EBernhardson has uploaded a new change for review.
https://gerrit.wikimedia.org/r/265890
Change subject: Correct invalid xml and add some debugging to popularity_score
......................................................................
Correct invalid xml and add some debugging to popularity_score
While trying to deploy this today i found a few errors in
the repository. Additionally added a few error messages to
popularityScore.py to make the output logs slightly more
useful.
Change-Id: Ia5eb7a4bd2e1fdfb920c9ee95ce3cf971a52d707
---
M oozie/popularity_score/popularityScore.py
M oozie/popularity_score/workflow.xml
2 files changed, 7 insertions(+), 2 deletions(-)
git pull ssh://gerrit.wikimedia.org:29418/wikimedia/discovery/analytics
refs/changes/90/265890/1
diff --git a/oozie/popularity_score/popularityScore.py
b/oozie/popularity_score/popularityScore.py
index e58013d..5a75c64 100644
--- a/oozie/popularity_score/popularityScore.py
+++ b/oozie/popularity_score/popularityScore.py
@@ -1,4 +1,5 @@
import pyspark
+import pyspark.sql
import pyspark.sql.functions
import pyspark.sql.types
import argparse
@@ -79,6 +80,8 @@
sqlContext = pyspark.sql.SqlContext(sc)
parquetPaths = pageViewHourlyPathList(args.source_dir, args.start_date,
args.end_date)
+ print("loading pageview data from:")
+ print("\t" + "\n\t".join(parquetPaths) + "\n")

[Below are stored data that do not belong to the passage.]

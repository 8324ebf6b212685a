//! Builtin fitting functions.
//!
//! Every builtin carries its formula (as `syntax`) and both analytic
//! derivatives. Constructors return fresh instances, so pins set on one call's
//! result never leak into another's.

use std::sync::Arc;

use crate::error::{Error, Result};
use crate::models::function::ParametricFunction;

/// All fixed-arity builtins.
pub fn builtins() -> Vec<Arc<ParametricFunction>> {
    vec![
        constant(),
        linear(),
        parabolic(),
        hyperbolic(),
        exponential(),
        cos(),
        sin(),
        straight_power(),
        inverse_power(),
        normal(),
    ]
}

pub fn constant() -> Arc<ParametricFunction> {
    Arc::new(
        ParametricFunction::new(1, |a, _| a[0])
            .named("constant")
            .with_syntax("a[0]")
            .with_x_derivative(|_, _| 0.0)
            .with_a_derivative(|_, _| vec![1.0]),
    )
}

pub fn linear() -> Arc<ParametricFunction> {
    Arc::new(
        ParametricFunction::new(2, |a, x| a[0] + a[1] * x)
            .named("linear")
            .with_syntax("a[0] + a[1] * x")
            .with_x_derivative(|a, _| a[1])
            .with_a_derivative(|_, x| vec![1.0, x]),
    )
}

pub fn parabolic() -> Arc<ParametricFunction> {
    Arc::new(
        ParametricFunction::new(3, |a, x| a[0] + a[1] * x + a[2] * x * x)
            .named("parabolic")
            .with_syntax("a[0] + a[1] * x + a[2] * x ^ 2")
            .with_x_derivative(|a, x| a[1] + 2.0 * a[2] * x)
            .with_a_derivative(|_, x| vec![1.0, x, x * x]),
    )
}

pub fn hyperbolic() -> Arc<ParametricFunction> {
    Arc::new(
        ParametricFunction::new(3, |a, x| a[0] / (x + a[1]) + a[2])
            .named("hyperbolic")
            .with_syntax("a[0] / (x + a[1]) + a[2]")
            .with_x_derivative(|a, x| -a[0] / (x + a[1]).powi(2))
            .with_a_derivative(|a, x| {
                let shifted = x + a[1];
                vec![1.0 / shifted, -a[0] / shifted.powi(2), 1.0]
            }),
    )
}

pub fn exponential() -> Arc<ParametricFunction> {
    Arc::new(
        ParametricFunction::new(3, |a, x| a[0] * (a[1] * x).exp() + a[2])
            .named("exponential")
            .with_syntax("a[0] * exp(a[1] * x) + a[2]")
            .with_x_derivative(|a, x| a[0] * a[1] * (a[1] * x).exp())
            .with_a_derivative(|a, x| {
                let e = (a[1] * x).exp();
                vec![e, a[0] * x * e, 1.0]
            }),
    )
}

pub fn cos() -> Arc<ParametricFunction> {
    Arc::new(
        ParametricFunction::new(4, |a, x| a[0] * (a[1] * x + a[2]).cos() + a[3])
            .named("cos")
            .with_syntax("a[0] * cos(a[1] * x + a[2]) + a[3]")
            .with_x_derivative(|a, x| -a[0] * a[1] * (a[1] * x + a[2]).sin())
            .with_a_derivative(|a, x| {
                let phase = a[1] * x + a[2];
                vec![phase.cos(), -a[0] * x * phase.sin(), -a[0] * phase.sin(), 1.0]
            }),
    )
}

pub fn sin() -> Arc<ParametricFunction> {
    Arc::new(
        ParametricFunction::new(4, |a, x| a[0] * (a[1] * x + a[2]).sin() + a[3])
            .named("sin")
            .with_syntax("a[0] * sin(a[1] * x + a[2]) + a[3]")
            .with_x_derivative(|a, x| a[0] * a[1] * (a[1] * x + a[2]).cos())
            .with_a_derivative(|a, x| {
                let phase = a[1] * x + a[2];
                vec![phase.sin(), a[0] * x * phase.cos(), a[0] * phase.cos(), 1.0]
            }),
    )
}

pub fn straight_power() -> Arc<ParametricFunction> {
    Arc::new(
        ParametricFunction::new(4, |a, x| a[0] * (x + a[1]).powf(a[2]) + a[3])
            .named("straight_power")
            .with_syntax("a[0] * (x + a[1]) ^ a[2] + a[3]")
            .with_x_derivative(|a, x| a[0] * a[2] * (x + a[1]).powf(a[2] - 1.0))
            .with_a_derivative(|a, x| {
                let base = x + a[1];
                let power = base.powf(a[2]);
                vec![
                    power,
                    a[0] * a[2] * base.powf(a[2] - 1.0),
                    a[0] * power * base.ln(),
                    1.0,
                ]
            }),
    )
}

pub fn inverse_power() -> Arc<ParametricFunction> {
    Arc::new(
        ParametricFunction::new(4, |a, x| a[0] / (x + a[1]).powf(a[2]) + a[3])
            .named("inverse_power")
            .with_syntax("a[0] / (x + a[1]) ^ a[2] + a[3]")
            .with_x_derivative(|a, x| -a[0] * a[2] * (x + a[1]).powf(-a[2] - 1.0))
            .with_a_derivative(|a, x| {
                let base = x + a[1];
                let power = base.powf(-a[2]);
                vec![
                    power,
                    -a[0] * a[2] * base.powf(-a[2] - 1.0),
                    -a[0] * power * base.ln(),
                    1.0,
                ]
            }),
    )
}

pub fn normal() -> Arc<ParametricFunction> {
    Arc::new(
        ParametricFunction::new(4, |a, x| a[0] * gaussian(a, x) + a[3])
            .named("normal")
            .with_syntax("a[0] * exp(-((x - a[1]) ^ 2) / (2 * a[2] ^ 2)) + a[3]")
            .with_x_derivative(|a, x| -a[0] * gaussian(a, x) * (x - a[1]) / a[2].powi(2))
            .with_a_derivative(|a, x| {
                let g = gaussian(a, x);
                let d = x - a[1];
                vec![
                    g,
                    a[0] * g * d / a[2].powi(2),
                    a[0] * g * d * d / a[2].powi(3),
                    1.0,
                ]
            }),
    )
}

fn gaussian(a: &[f64], x: f64) -> f64 {
    (-(x - a[1]).powi(2) / (2.0 * a[2].powi(2))).exp()
}

/// `Σ a[i] x^i` for `i` in `0..=degree`, named `polynomial_<degree>`.
pub fn polynomial(degree: usize) -> Result<Arc<ParametricFunction>> {
    if degree < 1 {
        return Err(Error::Function(format!(
            "polynomial degree must be at least 1, got {degree}"
        )));
    }

    let syntax = (0..=degree)
        .map(|i| match i {
            0 => "a[0]".to_string(),
            1 => "a[1] * x".to_string(),
            _ => format!("a[{i}] * x ^ {i}"),
        })
        .collect::<Vec<_>>()
        .join(" + ");

    Ok(Arc::new(
        ParametricFunction::new(degree + 1, |a, x| horner(a, x))
            .named(format!("polynomial_{degree}"))
            .with_syntax(syntax)
            .with_x_derivative(|a, x| {
                a.iter()
                    .enumerate()
                    .skip(1)
                    .map(|(i, c)| i as f64 * c * x.powi(i as i32 - 1))
                    .sum()
            })
            .with_a_derivative(move |_, x| (0..=degree).map(|i| x.powi(i as i32)).collect()),
    ))
}

fn horner(a: &[f64], x: f64) -> f64 {
    a.iter().rev().fold(0.0, |acc, c| acc * x + c)
}

#[cfg(test)]
mod tests {
    use super::*;
    use crate::models::function::Arguments;
    use approx::assert_relative_eq;

    /// Central difference of `f` in `x` and in every parameter.
    fn check_gradients(f: &ParametricFunction, a: &[f64], x: f64) {
        let h = 1e-6;
        let value = |a: &[f64], x: f64| f.evaluate(a, x).unwrap();

        let numeric_dx = (value(a, x + h) - value(a, x - h)) / (2.0 * h);
        let dx = f.x_derivative(Arguments::Full(a), &[x]).unwrap()[0];
        assert_relative_eq!(dx, numeric_dx, epsilon = 1e-5, max_relative = 1e-5);

        let jacobian = f.a_derivative(Arguments::Full(a), &[x]).unwrap();
        for i in 0..a.len() {
            let mut up = a.to_vec();
            let mut down = a.to_vec();
            up[i] += h;
            down[i] -= h;
            let numeric = (value(&up, x) - value(&down, x)) / (2.0 * h);
            assert_relative_eq!(jacobian[(i, 0)], numeric, epsilon = 1e-5, max_relative = 1e-5);
        }
    }

    #[test]
    fn analytic_gradients_match_finite_differences() {
        let cases: Vec<(Arc<ParametricFunction>, Vec<f64>)> = vec![
            (constant(), vec![2.0]),
            (linear(), vec![1.0, -2.0]),
            (parabolic(), vec![1.0, -2.0, 0.5]),
            (hyperbolic(), vec![3.0, 1.5, -1.0]),
            (exponential(), vec![2.0, 0.3, 1.0]),
            (cos(), vec![1.5, 2.0, 0.3, 1.0]),
            (sin(), vec![1.5, 2.0, 0.3, 1.0]),
            (straight_power(), vec![2.0, 1.0, 1.7, 0.5]),
            (inverse_power(), vec![2.0, 1.0, 1.7, 0.5]),
            (normal(), vec![3.0, 0.5, 1.2, 0.1]),
            (polynomial(3).unwrap(), vec![1.0, -1.0, 0.5, 0.25]),
        ];
        for (f, a) in cases {
            for x in [0.4, 1.3, 2.2] {
                check_gradients(&f, &a, x);
            }
        }
    }

    #[test]
    fn polynomial_generator() {
        let p = polynomial(2).unwrap();
        assert_eq!(p.name(), Some("polynomial_2"));
        assert_eq!(p.syntax(), Some("a[0] + a[1] * x + a[2] * x ^ 2"));
        assert_eq!(p.number_of_parameters(), 3);
        assert_relative_eq!(p.evaluate(&[1.0, 2.0, 3.0], 2.0).unwrap(), 17.0);
        assert!(polynomial(0).is_err());
    }

    #[test]
    fn builtins_have_unique_names_and_metadata() {
        let all = builtins();
        let mut names: Vec<&str> = all.iter().filter_map(|f| f.name()).collect();
        names.sort_unstable();
        names.dedup();
        assert_eq!(names.len(), all.len());
        assert!(all.iter().all(|f| f.syntax().is_some()));
        assert!(all.iter().all(|f| f.has_x_derivative() && f.has_a_derivative()));
    }

    #[test]
    fn constructors_return_fresh_instances() {
        let first = linear();
        first.fix(0, 1.0).unwrap();
        assert_eq!(linear().active_parameters(), 2);
    }
}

dataFrame = sqlContext.parquetFile(*parquetPaths)
aggregated = dataFrame.groupBy(
@@ -98,6 +101,7 @@
pyspark.sql.types.DoubleType(),
)
+ print("Calculating popularity score")
result = aggregated.select(
aggregated.project,
aggregated.page_id,
@@ -110,4 +114,5 @@
deleteHdfsDir(args.output_dir)
# the default spark.sql.shuffle.partitions creates 200 partitions,
resulting in 3mb files.
# repartition to achieve result files close to 256mb (our default hdfs
block size)
+ print("Writing results to " + args.output_dir)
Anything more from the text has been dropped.